俺がいた頃より、半分以下にメンバーが減っていた。

そして、昔あったあの熱気も、意気込みも、前より薄くなっていた。

それに、ルーシッドが握らせてきた紙片。

『帝国の光』のアパートに帰ったら読めないので、さっき開いてみたが。

そこには、短い一文が書かれていた。

「『ルティス帝国を考える会』は、結束力が弱まっています。内部崩壊は遠くないでしょう」とのこと。

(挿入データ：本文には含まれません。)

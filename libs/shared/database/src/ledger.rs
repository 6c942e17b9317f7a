use async_trait::async_trait;
use chrono::NaiveDate;
use uuid::Uuid;

use shared_models::scheduling::{Appointment, NewAppointment, SlotKey};

use crate::error::DatabaseError;

/// Result of the atomic insert-if-absent.
#[derive(Debug, Clone, PartialEq)]
pub enum InsertOutcome {
    Inserted(Appointment),
    /// A CONFIRMED appointment already holds the slot.
    SlotTaken,
}

/// Durable record of appointments.
///
/// The ledger is the only arbiter of slot uniqueness: for any
/// `(doctor_id, date, start_time)` at most one CONFIRMED row may exist, and
/// [`try_insert`](ReservationLedger::try_insert) must decide that in a
/// single atomic step. Implementations never delete rows.
#[async_trait]
pub trait ReservationLedger: Send + Sync {
    /// Creates a CONFIRMED appointment unless its slot is already held.
    async fn try_insert(&self, appointment: NewAppointment) -> Result<InsertOutcome, DatabaseError>;

    /// Marks the appointment CANCELLED if it exists and belongs to `user_id`,
    /// in one conditional update. Returns `None` for unknown or foreign ids.
    async fn cancel_owned(
        &self,
        appointment_id: Uuid,
        user_id: &str,
    ) -> Result<Option<Appointment>, DatabaseError>;

    /// Keys of CONFIRMED appointments for a doctor within `[from, to]`.
    async fn confirmed_slots(
        &self,
        doctor_id: Uuid,
        from: NaiveDate,
        to: NaiveDate,
    ) -> Result<Vec<SlotKey>, DatabaseError>;

    /// All of a user's appointments, any status, ordered by date then time.
    async fn appointments_for_user(&self, user_id: &str) -> Result<Vec<Appointment>, DatabaseError>;
}
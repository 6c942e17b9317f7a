use std::sync::Arc;

use tracing::{debug, info};
use uuid::Uuid;

use shared_database::{AppState, ReservationLedger};
use shared_models::scheduling::Appointment;

use crate::models::BookingError;

/// Cancels appointments for their owner. Cancelling twice is a no-op that
/// returns the already cancelled row.
pub struct CancellationHandler {
    ledger: Arc<dyn ReservationLedger>,
}

impl CancellationHandler {
    pub fn new(state: &AppState) -> Self {
        Self {
            ledger: Arc::clone(&state.ledger),
        }
    }

    pub async fn cancel(&self, user_id: &str, appointment_id: Uuid) -> Result<Appointment, BookingError> {
        debug!("User {} cancelling appointment {}", user_id, appointment_id);

        let appointment = self
            .ledger
            .cancel_owned(appointment_id, user_id)
            .await?
            .ok_or(BookingError::AppointmentNotFound)?;

        info!(
            "Appointment {} cancelled, slot {} {} for doctor {} released",
            appointment.id, appointment.date, appointment.start_time, appointment.doctor_id
        );

        Ok(appointment)
    }
}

俺と違って、あいつはずっと『ルティス帝国を考える会』にいたからな。

会の事情については、ルーシッドの方がよく知っているだろう。

「結束力が…。それって、どういう意味ですか?」

分かっていながら、俺はそう尋ねた。

「…仕方ない部分もあるんだよ。新入生は皆、段々講義や課題が忙しくなってきて…。サークル活動に割ける時間が少なくなって」

「でも、古参のメンバーもいらっしゃるでしょう?」

「そうなんだけど…。他のサークルと掛け持ちしてる学生もいるし、皆実習や就活で、忙しいんだよ」

忙しい、というのは方便だな。

そんなの、大学に入ったときから変わらないじゃないか。

以前なら、他のサークルと掛け持ちしていようが、『ルティス帝国を考える会』の方を優先していたし。

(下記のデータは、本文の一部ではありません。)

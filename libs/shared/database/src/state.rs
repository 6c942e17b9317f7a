use std::sync::Arc;

use tracing::info;

use shared_config::{AppConfig, StorageBackend};
use shared_utils::clock::{Clock, SystemClock};

use crate::directory::DoctorDirectory;
use crate::error::DatabaseError;
use crate::ledger::ReservationLedger;
use crate::memory::{InMemoryDirectory, InMemoryLedger};
use crate::supabase::{SupabaseDirectory, SupabaseLedger};

/// Storage handles and collaborators shared by every request handler.
///
/// Built once by the process entry point and passed to the routers; the
/// booking components never open storage on their own.
#[derive(Clone)]
pub struct AppState {
    pub config: Arc<AppConfig>,
    pub ledger: Arc<dyn ReservationLedger>,
    pub directory: Arc<dyn DoctorDirectory>,
    pub clock: Arc<dyn Clock>,
}

impl AppState {
    pub fn new(
        config: AppConfig,
        ledger: Arc<dyn ReservationLedger>,
        directory: Arc<dyn DoctorDirectory>,
        clock: Arc<dyn Clock>,
    ) -> Self {
        Self {
            config: Arc::new(config),
            ledger,
            directory,
            clock,
        }
    }

    /// Wires the backend selected by `STORAGE_BACKEND`.
    pub fn from_config(config: AppConfig) -> Result<Self, DatabaseError> {
        let (ledger, directory): (Arc<dyn ReservationLedger>, Arc<dyn DoctorDirectory>) =
            match config.storage_backend {
                StorageBackend::Memory => {
                    info!("Using in-memory reservation ledger with seeded directory");
                    (
                        Arc::new(InMemoryLedger::new()),
                        Arc::new(InMemoryDirectory::seeded()),
                    )
                }
                StorageBackend::Supabase => {
                    if config.supabase_url.is_empty() || config.supabase_anon_key.is_empty() {
                        return Err(DatabaseError::NotConfigured(
                            "SUPABASE_URL and SUPABASE_ANON_PUBLIC_KEY are required for the supabase backend"
                                .to_string(),
                        ));
                    }
                    info!("Using Supabase reservation ledger at {}", config.supabase_url);
                    (
                        Arc::new(SupabaseLedger::new(&config)),
                        Arc::new(SupabaseDirectory::new(&config)),
                    )
                }
            };

        Ok(Self::new(config, ledger, directory, Arc::new(SystemClock)))
    }
}
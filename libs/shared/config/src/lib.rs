use std::env;
use std::str::FromStr;
use serde::{Deserialize, Serialize};
use tracing::warn;

/// Where appointments and the doctor directory are stored.
#[derive(Debug, Clone, Copy, PartialEq, Eq, Serialize, Deserialize)]
#[serde(rename_all = "lowercase")]
pub enum StorageBackend {
    Memory,
    Supabase,
}

impl FromStr for StorageBackend {
    type Err = String;

    fn from_str(s: &str) -> Result<Self, Self::Err> {
        match s.trim().to_ascii_lowercase().as_str() {
            "memory" => Ok(StorageBackend::Memory),
            "supabase" => Ok(StorageBackend::Supabase),
            other => Err(format!("Unknown storage backend: {}", other)),
        }
    }
}

#[derive(Debug, Clone)]
pub struct AppConfig {
    pub supabase_url: String,
    pub supabase_anon_key: String,
    pub supabase_service_role_key: String,
    pub supabase_jwt_secret: String,
    pub storage_backend: StorageBackend,
    pub meeting_base_url: String,
    pub host: String,
    pub port: u16,
    pub max_availability_days: i64,
}

impl Default for AppConfig {
    fn default() -> Self {
        Self {
            supabase_url: String::new(),
            supabase_anon_key: String::new(),
            supabase_service_role_key: String::new(),
            supabase_jwt_secret: String::new(),
            storage_backend: StorageBackend::Memory,
            meeting_base_url: "https://meet.jit.si".to_string(),
            host: "0.0.0.0".to_string(),
            port: 3000,
            max_availability_days: 62,
        }
    }
}

impl AppConfig {
    pub fn from_env() -> Self {
        let defaults = Self::default();

        let config = Self {
            supabase_url: env::var("SUPABASE_URL")
                .unwrap_or_else(|_| {
                    warn!("SUPABASE_URL not set, using empty value");
                    String::new()
                }),
            supabase_anon_key: env::var("SUPABASE_ANON_PUBLIC_KEY")
                .unwrap_or_else(|_| {
                    warn!("SUPABASE_ANON_PUBLIC_KEY not set, using empty value");
                    String::new()
                }),
            supabase_service_role_key: env::var("SUPABASE_SERVICE_ROLE_KEY")
                .unwrap_or_default(),
            supabase_jwt_secret: env::var("SUPABASE_JWT_SECRET")
                .unwrap_or_else(|_| {
                    warn!("SUPABASE_JWT_SECRET not set, using empty value");
                    String::new()
                }),
            storage_backend: env::var("STORAGE_BACKEND")
                .ok()
                .and_then(|value| match value.parse() {
                    Ok(backend) => Some(backend),
                    Err(e) => {
                        warn!("{}, falling back to in-memory storage", e);
                        None
                    }
                })
                .unwrap_or(defaults.storage_backend),
            meeting_base_url: env::var("MEETING_BASE_URL")
                .map(|url| url.trim_end_matches('/').to_string())
                .unwrap_or(defaults.meeting_base_url),
            host: env::var("HOST").unwrap_or(defaults.host),
            port: parse_or_default("PORT", defaults.port),
            max_availability_days: at_least_one(
                "MAX_AVAILABILITY_DAYS",
                parse_or_default("MAX_AVAILABILITY_DAYS", defaults.max_availability_days),
                defaults.max_availability_days,
            ),
        };

        if !config.is_configured() {
            warn!("Application not fully configured - missing environment variables");
        }

        config
    }

    /// True when every setting needed by the selected storage backend is present.
    pub fn is_configured(&self) -> bool {
        match self.storage_backend {
            StorageBackend::Memory => !self.supabase_jwt_secret.is_empty(),
            StorageBackend::Supabase => {
                !self.supabase_url.is_empty()
                    && !self.supabase_anon_key.is_empty()
                    && !self.supabase_jwt_secret.is_empty()
            }
        }
    }

    /// Key sent as bearer for server-side PostgREST calls.
    pub fn storage_key(&self) -> &str {
        if self.supabase_service_role_key.is_empty() {
            &self.supabase_anon_key
        } else {
            &self.supabase_service_role_key
        }
    }
}

fn parse_or_default<T: FromStr + Copy + std::fmt::Display>(name: &str, default: T) -> T {
    match env::var(name) {
        Ok(raw) => raw.parse().unwrap_or_else(|_| {
            warn!("{} has invalid value {:?}, using {}", name, raw, default);
            default
        }),
        Err(_) => default,
    }
}

fn at_least_one(name: &str, value: i64, default: i64) -> i64 {
    if value < 1 {
        warn!("{} must be at least 1, got {}, using {}", name, value, default);
        return default;
    }
    value
}

#[cfg(test)]
mod tests {
    use super::*;

    #[test]
    fn storage_backend_parses_case_insensitively() {
        assert_eq!("Supabase".parse::<StorageBackend>(), Ok(StorageBackend::Supabase));
        assert_eq!(" memory ".parse::<StorageBackend>(), Ok(StorageBackend::Memory));
        assert!("postgres".parse::<StorageBackend>().is_err());
    }

    #[test]
    fn availability_range_cap_must_be_positive() {
        assert_eq!(at_least_one("MAX_AVAILABILITY_DAYS", 0, 62), 62);
        assert_eq!(at_least_one("MAX_AVAILABILITY_DAYS", -5, 62), 62);
        assert_eq!(at_least_one("MAX_AVAILABILITY_DAYS", 1, 62), 1);
        assert_eq!(at_least_one("MAX_AVAILABILITY_DAYS", 90, 62), 90);
    }

    #[test]
    fn storage_key_prefers_service_role() {
        let mut config = AppConfig {
            supabase_anon_key: "anon".to_string(),
            ..AppConfig::default()
        };
        assert_eq!(config.storage_key(), "anon");

        config.supabase_service_role_key = "service".to_string();
        assert_eq!(config.storage_key(), "service");
    }
}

実習だの課題だの、そんなの今に始まったことじゃない。

つまり…。

「今一度皆の結束力を固めて、気を引き締める為にも…。『帝国の光』から人を呼んで、激励して欲しいんだ。そうしたら、皆戻ってくると思うから」

そう。戻ってくる。

つまり皆、よそに行ってしまったのだ。

『ルティス帝国を考える会』より、もっと優先すべきことが出来た…と言うより。

熱が、冷めてきたのだ。

何やら壮大な、ルティス帝国の未来なんかよりも。

自分の現実的な、今日明日の生活の方が、大事になってきたのだ。